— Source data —
*** Block opens ***

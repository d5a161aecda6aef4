//! Candidate validation: the per-candidate rule pipeline and the
//! set-level checks that run once all slots have settled.
//!
//! A candidate moves through guardrails, structural bounds, topic
//! suppression, question cohesion, and weak-phrasing checks. Violations
//! are collected rather than short-circuited so a retry prompt can name
//! every constraint the rejected attempt broke. Set-level checks add
//! near-duplicate rejection across variants and question-coverage
//! repair.

pub mod questions;
pub mod similarity;

pub use similarity::{DEFAULT_DUPLICATE_THRESHOLD, EditTokenSimilarity, Similarity};

use crate::compose::{SpurVariant, VariantCatalog};
use crate::context::Context;
use crate::error::RuleViolation;
use crate::guardrail::{GuardrailCatalog, RuleAction};
use similarity::{tokenize, topic_matches};
use std::collections::BTreeSet;
use tracing::debug;

/// Generic filler phrasing a candidate must not be built on. Matched
/// case-insensitively as substrings.
pub const WEAK_PHRASES: [&str; 10] = [
    "just checking in",
    "hope you're doing well",
    "hope you are doing well",
    "hope all is well",
    "how's it going",
    "how is it going",
    "what's up",
    "long time no talk",
    "thinking of you",
    "just wanted to say hi",
];

/// One parsed candidate with its derived metrics.
#[derive(Debug, Clone, PartialEq, Eq)]
pub struct SpurCandidate {
    pub variant: SpurVariant,
    pub text: String,
    pub has_question: bool,
    pub word_count: usize,
    pub sentence_count: usize,
}

impl SpurCandidate {
    pub fn new(variant: SpurVariant, text: impl Into<String>) -> Self {
        let text = text.into().trim().to_string();
        let has_question = questions::is_question(&text);
        let word_count = tokenize(&text).count();
        let sentence_count = count_sentences(&text);
        Self {
            variant,
            text,
            has_question,
            word_count,
            sentence_count,
        }
    }
}

/// Sentences are terminator-delimited; a trailing fragment without a
/// terminator still counts as one.
fn count_sentences(text: &str) -> usize {
    text.split_inclusive(['.', '!', '?'])
        .filter(|s| s.chars().any(|c| c.is_alphanumeric()))
        .count()
}

/// Outcome class for one candidate.
#[derive(Debug, Clone, Copy, PartialEq, Eq)]
pub enum ValidationStatus {
    /// Passed every rule untouched.
    Accepted,
    /// Viable after an engine-side rewrite (silent filter or appended
    /// question).
    Repaired,
    /// Non-viable; the slot needs a retry or gets dropped.
    Rejected,
}

/// A candidate plus everything validation decided about it.
#[derive(Debug, Clone, PartialEq)]
pub struct ValidationResult {
    pub candidate: SpurCandidate,
    pub status: ValidationStatus,
    pub violations: Vec<RuleViolation>,
}

impl ValidationResult {
    pub fn is_rejected(&self) -> bool {
        self.status == ValidationStatus::Rejected
    }

    /// Constraint hints for the retry prompt, one per violation.
    pub fn avoidance_hints(&self) -> Vec<String> {
        self.violations.iter().map(|v| v.avoidance_hint()).collect()
    }
}

/// Structural and threshold knobs for the validator.
#[derive(Debug, Clone)]
pub struct ValidatorConfig {
    pub min_sentences: usize,
    pub max_sentences: usize,
    pub max_chars: usize,
    pub duplicate_threshold: f64,
}

impl Default for ValidatorConfig {
    fn default() -> Self {
        Self {
            min_sentences: 1,
            max_sentences: 5,
            max_chars: 300,
            duplicate_threshold: DEFAULT_DUPLICATE_THRESHOLD,
        }
    }
}

/// The rule pipeline. Owns the guardrail catalog, the variant catalog
/// whose tone bounds drive the structural check, and the similarity
/// scorer; stateless across requests.
pub struct Validator {
    config: ValidatorConfig,
    catalog: VariantCatalog,
    guardrails: GuardrailCatalog,
    similarity: Box<dyn Similarity>,
}

impl Default for Validator {
    fn default() -> Self {
        Self::new(
            ValidatorConfig::default(),
            GuardrailCatalog::builtin(),
            Box::new(EditTokenSimilarity),
        )
    }
}

impl Validator {
    pub fn new(
        config: ValidatorConfig,
        guardrails: GuardrailCatalog,
        similarity: Box<dyn Similarity>,
    ) -> Self {
        Self {
            config,
            catalog: VariantCatalog::default(),
            guardrails,
            similarity,
        }
    }

    /// Replace the variant catalog whose per-tone bounds the structural
    /// check enforces.
    pub fn with_catalog(mut self, catalog: VariantCatalog) -> Self {
        self.set_catalog(catalog);
        self
    }

    pub fn set_catalog(&mut self, catalog: VariantCatalog) {
        self.catalog = catalog;
    }

    pub fn guardrail_version(&self) -> &str {
        &self.guardrails.version
    }

    /// Effective maximum sentences and characters for a variant: the
    /// tone spec's bounds, capped by the global config.
    fn bounds_for(&self, variant: SpurVariant) -> (usize, usize) {
        let spec = self.catalog.spec(variant);
        (
            spec.max_sentences.min(self.config.max_sentences),
            spec.max_chars.min(self.config.max_chars),
        )
    }

    /// Run the per-candidate pipeline on one raw candidate text.
    ///
    /// Guardrail silent filters rewrite the text before the structural
    /// checks, so a candidate pushed under a bound by a stripped phrase
    /// is judged on what would actually be shown.
    pub fn check_candidate(
        &self,
        variant: SpurVariant,
        raw: &str,
        ctx: &Context,
    ) -> ValidationResult {
        let mut violations: Vec<RuleViolation> = Vec::new();

        let hits = self.guardrails.evaluate(raw);
        for hit in hits.iter().filter(|h| h.action == RuleAction::Reject) {
            let v = RuleViolation::Guardrail {
                category: hit.category,
            };
            if !violations.contains(&v) {
                violations.push(v);
            }
        }
        let (text, applied) = self.guardrails.apply_silent_filters(raw, &hits);
        let silently_repaired = !applied.is_empty();

        let candidate = SpurCandidate::new(variant, text);

        let (max_sentences, max_chars) = self.bounds_for(variant);
        if candidate.sentence_count < self.config.min_sentences
            || candidate.sentence_count > max_sentences
            || candidate.text.chars().count() > max_chars
        {
            violations.push(RuleViolation::Length {
                sentences: candidate.sentence_count,
                chars: candidate.text.chars().count(),
            });
        }

        for topic in ctx.overrides.topics() {
            if topic_matches(&candidate.text, topic) {
                violations.push(RuleViolation::SuppressedTopic {
                    topic: topic.to_string(),
                });
            }
        }

        if candidate.has_question
            && !ctx.history.is_empty()
            && !self.question_coheres(&candidate.text, ctx)
        {
            violations.push(RuleViolation::Incohesion);
        }

        let lower = candidate.text.to_lowercase();
        if let Some(phrase) = WEAK_PHRASES.iter().find(|p| lower.contains(*p)) {
            violations.push(RuleViolation::WeakPhrasing {
                phrase: (*phrase).to_string(),
            });
        }

        let status = if !violations.is_empty() {
            ValidationStatus::Rejected
        } else if silently_repaired {
            ValidationStatus::Repaired
        } else {
            ValidationStatus::Accepted
        };

        if status == ValidationStatus::Rejected {
            debug!(
                "{} candidate rejected: {}",
                variant,
                violations
                    .iter()
                    .map(|v| v.to_string())
                    .collect::<Vec<_>>()
                    .join("; ")
            );
        }

        ValidationResult {
            candidate,
            status,
            violations,
        }
    }

    /// A question coheres when at least one of its content words was
    /// said before it, in the history, the topic, Party B's profile, an
    /// observed trait, or the candidate's own sentences leading up to
    /// the question. Questions with fewer than two content words read
    /// as generic follow-ups ("what was the highlight?") and are
    /// waived; the non-sequitur rule only fires on questions that
    /// introduce a whole new subject.
    fn question_coheres(&self, text: &str, ctx: &Context) -> bool {
        let subjects = questions::question_subjects(text);
        if subjects.len() < 2 {
            return true;
        }
        let mut grounding: BTreeSet<String> = context_tokens(ctx)
            .iter()
            .map(|t| similarity::stem(t).to_string())
            .collect();
        for sentence in text.split_inclusive(['.', '!', '?']) {
            if sentence.trim_end().ends_with('?') {
                break;
            }
            grounding.extend(tokenize(sentence).map(|t| similarity::stem(&t).to_string()));
        }
        subjects
            .iter()
            .any(|s| grounding.contains(similarity::stem(s)))
    }

    /// Full set-level pass: near-duplicate rejection, then
    /// question-coverage repair.
    pub fn check_set(
        &self,
        results: Vec<ValidationResult>,
        ctx: &Context,
    ) -> Vec<ValidationResult> {
        let results = self.dedup(results);
        self.repair_coverage(results, ctx)
    }

    /// Reject near-duplicates across the viable candidates.
    ///
    /// When two viable candidates score at or above the duplicate
    /// threshold, the lower-priority one is rejected and records which
    /// variant it duplicated. Runs between retry rounds so a rejected
    /// duplicate can be regenerated with a differentiation hint.
    pub fn dedup(&self, mut results: Vec<ValidationResult>) -> Vec<ValidationResult> {
        results.sort_by_key(|r| r.candidate.variant);

        for i in 0..results.len() {
            if results[i].is_rejected() {
                continue;
            }
            for j in (i + 1)..results.len() {
                if results[j].is_rejected() {
                    continue;
                }
                let score = self
                    .similarity
                    .score(&results[i].candidate.text, &results[j].candidate.text);
                if score >= self.config.duplicate_threshold {
                    let kept = results[i].candidate.variant;
                    debug!(
                        "{} rejected as near-duplicate of {} (score {score:.2})",
                        results[j].candidate.variant, kept
                    );
                    results[j].status = ValidationStatus::Rejected;
                    results[j].violations.push(RuleViolation::Duplicate { kept });
                }
            }
        }

        results
    }

    /// Ensure at least one viable candidate ends in an open-ended
    /// question, unless the conversation is closing. When none does,
    /// the lowest-priority viable candidate with room for one more
    /// sentence gets a template question appended and is marked
    /// repaired. If no candidate has room, the set is left without a
    /// question rather than pushed past its bounds.
    pub fn repair_coverage(
        &self,
        mut results: Vec<ValidationResult>,
        ctx: &Context,
    ) -> Vec<ValidationResult> {
        results.sort_by_key(|r| r.candidate.variant);

        if !ctx.is_closing() {
            let covered = results
                .iter()
                .filter(|r| !r.is_rejected())
                .any(|r| questions::is_open_ended(&r.candidate.text));
            if !covered {
                let used: BTreeSet<String> = results
                    .iter()
                    .filter(|r| !r.is_rejected())
                    .flat_map(|r| questions::question_subjects(&r.candidate.text))
                    .collect();
                let question = questions::repair_question(ctx.topic.as_deref(), &used);
                let target = results
                    .iter_mut()
                    .rev()
                    .find(|r| !r.is_rejected() && self.has_room_for(&r.candidate, question));
                match target {
                    Some(target) => {
                        debug!(
                            "appending coverage question to {} variant",
                            target.candidate.variant
                        );
                        let repaired =
                            questions::append_question(&target.candidate.text, question);
                        target.candidate = SpurCandidate::new(target.candidate.variant, repaired);
                        target.status = ValidationStatus::Repaired;
                    }
                    None => {
                        debug!("no viable candidate has room for a coverage question");
                    }
                }
            }
        }

        results
    }

    /// Whether appending `question` keeps the candidate inside its
    /// sentence and character bounds.
    fn has_room_for(&self, candidate: &SpurCandidate, question: &str) -> bool {
        let (max_sentences, max_chars) = self.bounds_for(candidate.variant);
        if candidate.sentence_count + 1 > max_sentences {
            return false;
        }
        let appended = questions::append_question(&candidate.text, question);
        appended.chars().count() <= max_chars
    }
}

/// Every content-word stem the context has put on the table.
fn context_tokens(ctx: &Context) -> BTreeSet<String> {
    let mut tokens = BTreeSet::new();
    for turn in &ctx.history {
        tokens.extend(tokenize(&turn.text));
    }
    if let Some(topic) = &ctx.topic {
        tokens.extend(tokenize(topic));
    }
    for profile in [&ctx.profile_a, &ctx.profile_b] {
        for interest in &profile.interests {
            tokens.extend(tokenize(interest));
        }
        for fragment in &profile.bio {
            tokens.extend(tokenize(fragment));
        }
    }
    for t in ctx.traits.observations() {
        tokens.extend(tokenize(&t.name));
    }
    tokens
}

*** Block closes ***

— What the exercise asks —
Search the data for the word "rewrite" and copy each line where it appears.

— Expected output —
    /// Viable after an engine-side rewrite (silent filter or appended
    /// Guardrail silent filters rewrite the text before the structural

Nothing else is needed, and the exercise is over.